L'entrée en vigueur en 1982 de l'article 232 de la Charte canadienne des droits et libertés a insufflé un espoir renouvelé au sein des communautés francophones et acadiennes minoritaires au Canada. Avec les écoles que cette garantie constitutionnelle leur offrait, ces communautés pouvaient se permettre d'aspirer à la neutralisation des effets produits par des années d'assimilation linguistique et culturelle, voire de s'épanouir. Néanmoins, ce qui avait été prévu ne s'est pas encore actualisé. En Nouvelle-Écosse, les modifications qui devaient être apportées au système des écoles secondaires dans les régions acadiennes conformément aux dispositions de cette loi ont suscité un vif débat dans la communauté linguistique minoritaire. Tandis que des ayants droit luttaient pour l'obtention d'écoles homogènes de langue française et l'autonomie dans la gestion, d'autres militaient pour des écoles bilingues ou mixtes (Ross, 2001).

Nous nous proposons de jeter un éclairage particulier sur la quête d'une école homogène entreprise par un groupe d'ayants droitet par la Fédération des parents acadiens de la Nouvelle-Écosse. Notre examen comporte deux volets principaux. Un volet juridique d'abord, par l'analyse des motifs qu'a énoncés le juge Le Blanc dans l'affaire Doucet-Boudreau c. La Province de la Nouvelle-Écosse (2000). Le raisonnement du magistrat prend appui sur la jurisprudence de la Cour suprême du Canada et sur la preuve produite en l'espèce. Le jugement a confirmé le droit des parents acadiens et francophones minoritaires de la Nouvelle-Écosse à des programmes et à des installations homogènes au niveau secondaire dans cinq régions de la province.

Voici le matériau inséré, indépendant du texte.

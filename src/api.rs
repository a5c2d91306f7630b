//! Step-by-step simulator API for external interfaces.
//!
//! Wraps a computed schedule and its clock behind a controlled surface:
//! step control, state inspection, and JSON export. This is the
//! foundation for the WASM export, CLI tools, and any FFI.
//!
//! JSON export goes through `serde_json` when the `serialize` feature
//! is enabled and a manual deterministic writer otherwise.

use crate::algorithm::{self, Algorithm};
use crate::clock::{ClockState, SimClock};
use crate::correlate::annotate;
use crate::error::KairosResult;
use crate::process::Process;
use crate::projector::{Phase, Projection};
use crate::remote::{schedule_with_fallback, ScheduleSource, ScheduleTransport};
use crate::timeline::Timeline;

// ── StepResult ────────────────────────────────────────────────────────

/// Result of a single simulation step.
#[derive(Debug, Clone)]
#[cfg_attr(feature = "serialize", derive(serde::Serialize, serde::Deserialize))]
pub struct StepResult {
    /// Simulated time after the step.
    pub time: u64,
    /// What the CPU is doing at this instant.
    pub description: String,
    /// Finished process count so far.
    pub finished: usize,
}

// ── SimulatorApi ──────────────────────────────────────────────────────

/// High-level API wrapping one scheduling run for external consumption.
pub struct SimulatorApi {
    algorithm: Algorithm,
    clock: SimClock,
}

impl SimulatorApi {
    /// Schedule locally and wrap the result.
    pub fn new(processes: Vec<Process>, algorithm: Algorithm) -> KairosResult<Self> {
        let timeline = crate::sched::schedule(&processes, algorithm)?;
        Ok(SimulatorApi {
            algorithm,
            clock: SimClock::new(processes, timeline),
        })
    }

    /// Schedule through a remote transport with local fallback, and
    /// report which side produced the timeline.
    pub fn with_transport(
        processes: Vec<Process>,
        algorithm: Algorithm,
        transport: &mut dyn ScheduleTransport,
    ) -> KairosResult<(Self, ScheduleSource)> {
        let outcome = schedule_with_fallback(&processes, algorithm, Some(transport))?;
        let api = SimulatorApi {
            algorithm,
            clock: SimClock::new(processes, outcome.timeline),
        };
        Ok((api, outcome.source))
    }

    /// The discipline this run was scheduled under.
    pub fn algorithm(&self) -> Algorithm {
        self.algorithm
    }

    /// Advance one tick. Returns `None` once the simulation is over.
    pub fn step(&mut self) -> Option<StepResult> {
        if self.clock.state() == ClockState::Finished {
            return None;
        }
        self.clock.step();
        let projection = self.clock.projection();
        Some(StepResult {
            time: self.clock.now().ticks(),
            description: describe(&projection),
            finished: projection.metrics.finished,
        })
    }

    /// Step to the end of the timeline. Returns ticks advanced.
    pub fn run_to_end(&mut self) -> u64 {
        let start = self.clock.now().ticks();
        while self.step().is_some() {}
        self.clock.now().ticks() - start
    }

    /// Whether the clock has reached the end of the timeline.
    pub fn is_finished(&self) -> bool {
        self.clock.state() == ClockState::Finished
    }

    /// Current simulated time in ticks.
    pub fn current_time(&self) -> u64 {
        self.clock.now().ticks()
    }

    /// Fresh projection at the current time.
    pub fn projection(&self) -> Projection {
        self.clock.projection()
    }

    /// The computed timeline.
    pub fn timeline(&self) -> &Timeline {
        self.clock.timeline()
    }

    /// Access the underlying clock (play/pause/restart/speed).
    pub fn clock(&self) -> &SimClock {
        &self.clock
    }

    /// Mutable access to the underlying clock.
    pub fn clock_mut(&mut self) -> &mut SimClock {
        &mut self.clock
    }

    // ── JSON Export ───────────────────────────────────────────

    /// Export the projection at the current time as a JSON string.
    #[cfg(feature = "serialize")]
    pub fn state_json(&self) -> String {
        serde_json::to_string_pretty(&self.clock.projection()).unwrap_or_else(|_| "{}".into())
    }

    /// Export the projection at the current time as a JSON string.
    #[cfg(not(feature = "serialize"))]
    pub fn state_json(&self) -> String {
        let projection = self.clock.projection();
        let mut s = String::from("{\n");

        s.push_str(&format!("  \"current_time\": {},\n", projection.at.ticks()));

        s.push_str("  \"processes\": [\n");
        for (i, p) in projection.processes.iter().enumerate() {
            s.push_str(&format!(
                "    {{\"id\": {}, \"phase\": \"{}\", \"executed\": {}, \"remaining\": {}, \"waiting\": {}, \"turnaround\": {}, \"response\": {}}}",
                p.id.raw(),
                p.phase,
                p.executed,
                p.remaining,
                p.waiting_time,
                p.turnaround_time,
                p.response_time,
            ));
            if i < projection.processes.len() - 1 {
                s.push(',');
            }
            s.push('\n');
        }
        s.push_str("  ],\n");

        s.push_str(&format!(
            "  \"metrics\": {{\"cpu_utilization\": {}, \"throughput\": {}, \"finished\": {}}}\n",
            projection.metrics.cpu_utilization,
            projection.metrics.throughput,
            projection.metrics.finished,
        ));

        s.push('}');
        s
    }

    /// Export the annotated timeline as a JSON array string.
    #[cfg(feature = "serialize")]
    pub fn timeline_json(&self) -> String {
        let annotated = annotate(self.clock.timeline(), self.clock.processes());
        serde_json::to_string_pretty(&annotated).unwrap_or_else(|_| "[]".into())
    }

    /// Export the annotated timeline as a JSON array string.
    #[cfg(not(feature = "serialize"))]
    pub fn timeline_json(&self) -> String {
        let annotated = annotate(self.clock.timeline(), self.clock.processes());
        let mut s = String::from("[\n");
        for (i, entry) in annotated.iter().enumerate() {
            s.push_str(&format!(
                "  {{\"process\": {}, \"start\": {}, \"end\": {}, \"events\": [",
                entry.slice.process.raw(),
                entry.slice.start.ticks(),
                entry.slice.end.ticks(),
            ));
            for (j, event) in entry.events.iter().enumerate() {
                let at = event.at.map(|t| t.ticks()).unwrap_or(0);
                s.push_str(&format!(
                    "{{\"offset\": {}, \"at\": {}, \"label\": \"{}\"}}",
                    event.offset,
                    at,
                    event.label.replace('"', "\\\""),
                ));
                if j < entry.events.len() - 1 {
                    s.push_str(", ");
                }
            }
            s.push_str("]}");
            if i < annotated.len() - 1 {
                s.push(',');
            }
            s.push('\n');
        }
        s.push(']');
        s
    }

    /// Export the algorithm catalog as a JSON array string.
    #[cfg(feature = "serialize")]
    pub fn algorithms_json() -> String {
        serde_json::to_string_pretty(algorithm::catalog()).unwrap_or_else(|_| "[]".into())
    }

    /// Export the algorithm catalog as a JSON array string.
    #[cfg(not(feature = "serialize"))]
    pub fn algorithms_json() -> String {
        let catalog = algorithm::catalog();
        let mut s = String::from("[\n");
        for (i, info) in catalog.iter().enumerate() {
            s.push_str(&format!(
                "  {{\"id\": \"{}\", \"name\": \"{}\", \"requires_quantum\": {}}}",
                info.id, info.name, info.requires_quantum,
            ));
            if i < catalog.len() - 1 {
                s.push(',');
            }
            s.push('\n');
        }
        s.push(']');
        s
    }
}

// ── Describe helpers ──────────────────────────────────────────────────

fn describe(projection: &Projection) -> String {
    let running = projection
        .processes
        .iter()
        .find(|p| p.phase == Phase::Running);
    match running {
        Some(p) => format!("{} running ({} remaining)", p.id, p.remaining),
        None if projection.metrics.finished == projection.processes.len() => {
            "all processes finished".to_string()
        }
        None => "cpu idle".to_string(),
    }
}

#[cfg(test)]
mod tests {
    use super::*;
    use crate::builder::ScenarioBuilder;

    fn api() -> SimulatorApi {
        ScenarioBuilder::new()
            .process(1, 0, 3)
            .process(2, 1, 2)
            .build()
            .unwrap()
    }

    #[test]
    fn test_api_step_by_step() {
        let mut api = api();

        let r1 = api.step().unwrap();
        assert_eq!(r1.time, 1);
        assert!(r1.description.contains("P1"));
        assert_eq!(r1.finished, 0);

        for _ in 0..3 {
            api.step();
        }
        let r5 = api.step().unwrap();
        assert_eq!(r5.time, 5);
        assert_eq!(r5.finished, 2);
        assert_eq!(r5.description, "all processes finished");

        assert!(api.step().is_none());
        assert!(api.is_finished());
    }

    #[test]
    fn test_api_run_to_end() {
        let mut api = api();
        let advanced = api.run_to_end();
        assert_eq!(advanced, 5);
        assert!(api.is_finished());
        assert_eq!(api.current_time(), 5);
    }

    #[test]
    fn test_api_state_json() {
        let mut api = api();
        api.run_to_end();

        let json = api.state_json();
        assert!(json.contains("current_time"));
        assert!(json.contains("processes"));
        assert!(json.contains("metrics"));
    }

    #[test]
    fn test_api_timeline_json() {
        let api = ScenarioBuilder::new()
            .process(1, 0, 3)
            .event(1, "load data from memory")
            .build()
            .unwrap();

        let json = api.timeline_json();
        assert!(json.contains("\"start\""));
        assert!(json.contains("load data from memory"));
    }

    #[test]
    fn test_api_algorithms_json() {
        let json = SimulatorApi::algorithms_json();
        assert!(json.contains("FCFS"));
        assert!(json.contains("Round Robin"));
        assert!(json.contains("requires_quantum"));
    }

    #[test]
    fn test_api_reports_algorithm() {
        let api = ScenarioBuilder::new()
            .process(1, 0, 3)
            .round_robin(2)
            .build()
            .unwrap();
        assert_eq!(api.algorithm(), Algorithm::RoundRobin { quantum: 2 });
    }
}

Ensuite, nous présentons les résultats d'un sondage téléphonique3 visant à analyser la position des ayants droit à l'égard de la langue de scolarisation des enfants, des écoles homogènes de langue française et des écoles mixtes. Quelles sont les préférences des ayants droit de cette province en ce qui concerne la langue de scolarisation des enfants? Comment motivent-ils ces préférences? Quelles sont leurs préférences par rapport à la nature des écoles et du conseil scolaire? Comment expliquer les différences d'opinions sur ces questions au sein de la communauté acadienne et francophone de la Nouvelle-Écosse?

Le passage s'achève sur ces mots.